The muscularis of the gastrointestinal (GI) tract consists of smooth muscle cells (SMCs) and various populations of interstitial cells of Cajal (ICC), platelet-derived growth factor receptor α + (PDGFRα + ) cells, as well as excitatory and inhibitory enteric motor nerves. SMCs, ICC and PDGFRα + cells form an electrically coupled syncytium, which together with inputs from the enteric nervous system (ENS) regulates GI motility. Early studies evaluating Ca 2+ signalling behaviours in the GI tract relied upon indiscriminate loading of tissues with Ca 2+ dyes.
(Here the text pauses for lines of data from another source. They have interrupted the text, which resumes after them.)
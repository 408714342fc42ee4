use super::{FetchError, NarrativeBackend};
use crate::types::{Narrative, NarrativeRequest, NarrativeResponse};
use crate::{Error, ErrorContext, Result};
use async_trait::async_trait;
use reqwest::Proxy;
use std::env;
use std::time::{Duration, Instant};
use tracing::{debug, warn};
use uuid::Uuid;

pub const DEFAULT_BASE_URL: &str = "http://localhost:8000";
pub const DEFAULT_NARRATIVE_PATH: &str = "/api/narrative";
const DEFAULT_TIMEOUT_SECS: u64 = 30;

/// Error bodies are truncated to this many characters in [`FetchError::message`].
const MAX_ERROR_BODY_CHARS: usize = 512;

/// Where and how to reach the narrative backend.
#[derive(Debug, Clone)]
pub struct TransportConfig {
    pub base_url: String,
    pub narrative_path: String,
    pub timeout: Duration,
    pub proxy_url: Option<String>,
}

impl Default for TransportConfig {
    fn default() -> Self {
        Self {
            base_url: DEFAULT_BASE_URL.to_string(),
            narrative_path: DEFAULT_NARRATIVE_PATH.to_string(),
            timeout: Duration::from_secs(DEFAULT_TIMEOUT_SECS),
            proxy_url: None,
        }
    }
}

impl TransportConfig {
    /// Defaults overridden by the environment.
    ///
    /// - `CREDIT_EXPLAIN_API_URL` (falls back to `NEXT_PUBLIC_API_URL`)
    /// - `CREDIT_EXPLAIN_NARRATIVE_PATH`
    /// - `CREDIT_EXPLAIN_HTTP_TIMEOUT_SECS`
    /// - `CREDIT_EXPLAIN_PROXY_URL`
    pub fn from_env() -> Self {
        let defaults = Self::default();
        let base_url = non_empty_var("CREDIT_EXPLAIN_API_URL")
            .or_else(|| non_empty_var("NEXT_PUBLIC_API_URL"))
            .unwrap_or(defaults.base_url);
        let narrative_path =
            non_empty_var("CREDIT_EXPLAIN_NARRATIVE_PATH").unwrap_or(defaults.narrative_path);
        let timeout = env::var("CREDIT_EXPLAIN_HTTP_TIMEOUT_SECS")
            .ok()
            .and_then(|s| s.parse::<u64>().ok())
            .filter(|secs| *secs > 0)
            .map(Duration::from_secs)
            .unwrap_or(defaults.timeout);
        let proxy_url = non_empty_var("CREDIT_EXPLAIN_PROXY_URL");

        Self {
            base_url,
            narrative_path,
            timeout,
            proxy_url,
        }
    }

    /// Full endpoint URL, validated.
    pub fn endpoint(&self) -> Result<url::Url> {
        let base = self.base_url.trim_end_matches('/');
        let path = if self.narrative_path.starts_with('/') {
            self.narrative_path.clone()
        } else {
            format!("/{}", self.narrative_path)
        };
        url::Url::parse(&format!("{}{}", base, path)).map_err(|e| {
            Error::configuration_with_context(
                format!("invalid narrative endpoint: {}", e),
                ErrorContext::new()
                    .with_field_path("base_url")
                    .with_details(self.base_url.clone())
                    .with_source("transport"),
            )
        })
    }
}

// Blank values count as unset.
fn non_empty_var(name: &str) -> Option<String> {
    env::var(name).ok().filter(|s| !s.trim().is_empty())
}

/// HTTP implementation of [`NarrativeBackend`].
pub struct HttpTransport {
    client: reqwest::Client,
    endpoint: url::Url,
}

impl HttpTransport {
    pub fn new(config: &TransportConfig) -> Result<Self> {
        let endpoint = config.endpoint()?;

        let mut builder = reqwest::Client::builder()
            .timeout(config.timeout)
            .pool_idle_timeout(Some(Duration::from_secs(90)));

        if let Some(proxy_url) = &config.proxy_url {
            match Proxy::all(proxy_url) {
                Ok(proxy) => builder = builder.proxy(proxy),
                Err(e) => warn!(proxy = %proxy_url, error = %e, "ignoring invalid proxy url"),
            }
        }

        let client = builder.build().map_err(|e| {
            Error::configuration_with_context(
                format!("failed to build HTTP client: {}", e),
                ErrorContext::new().with_source("transport"),
            )
        })?;

        Ok(Self { client, endpoint })
    }

    /// Resolved URL every request is posted to.
    pub fn endpoint(&self) -> &url::Url {
        &self.endpoint
    }
}

#[async_trait]
impl NarrativeBackend for HttpTransport {
    async fn generate(
        &self,
        request: &NarrativeRequest,
    ) -> std::result::Result<Narrative, FetchError> {
        let request_id = Uuid::new_v4().to_string();
        let started = Instant::now();

        let response = self
            .client
            .post(self.endpoint.clone())
            .header("x-request-id", &request_id)
            .json(request)
            .send()
            .await?;

        let status = response.status();
        if !status.is_success() {
            let body = response.text().await.unwrap_or_default();
            let mut message: String = body.chars().take(MAX_ERROR_BODY_CHARS).collect();
            if message.trim().is_empty() {
                message = status
                    .canonical_reason()
                    .unwrap_or("request failed")
                    .to_string();
            }
            warn!(
                request_id = %request_id,
                status = status.as_u16(),
                elapsed_ms = started.elapsed().as_millis() as u64,
                "narrative backend returned an error status"
            );
            return Err(FetchError::status(status.as_u16(), message));
        }

        let body = response.bytes().await?;
        let parsed: NarrativeResponse = serde_json::from_slice(&body)
            .map_err(|e| FetchError::decode(format!("invalid narrative body: {}", e)))?;

        debug!(
            request_id = %request_id,
            is_llm_generated = parsed.is_llm_generated,
            elapsed_ms = started.elapsed().as_millis() as u64,
            "narrative received"
        );
        Ok(parsed.into())
    }

    fn name(&self) -> &'static str {
        "http"
    }
}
These methods lacked the means to study activity in specific cells of interest without encountering contamination from other cells within the preparation. Development of mice expressing optogenetic sensors (green calmodulin fusion protein (GCaMP), red calmodulin fusion protein (RCaMP)) has allowed visualization of Ca 2+ signalling behaviours in a cell specific manner. Additionally, availability of mice expressing optogenetic modulators (channelrhodopsins or halorhodospins) has allowed manipulation of specific signalling pathways using light. GCaMP-expressing animals have been used to characterize Ca 2+ signalling behaviours of distinct classes of ICC and SMCs throughout the GI musculature. These findings illustrate how Ca 2+ signalling in ICC is fundamental in GI muscles, contributing to tone in sphincters, pacemaker activity in rhythmic muscles and relaying enteric signals to SMCs. Animals that express channelrhodopsin in specific neuronal populations have been used to map neural circuitry and to examine post junctional neural effects on GI motility. Thus, optogenetic approaches provide a novel means to examine the contribution of specific cell types to the regulation of motility patterns within complex multi-cellular systems.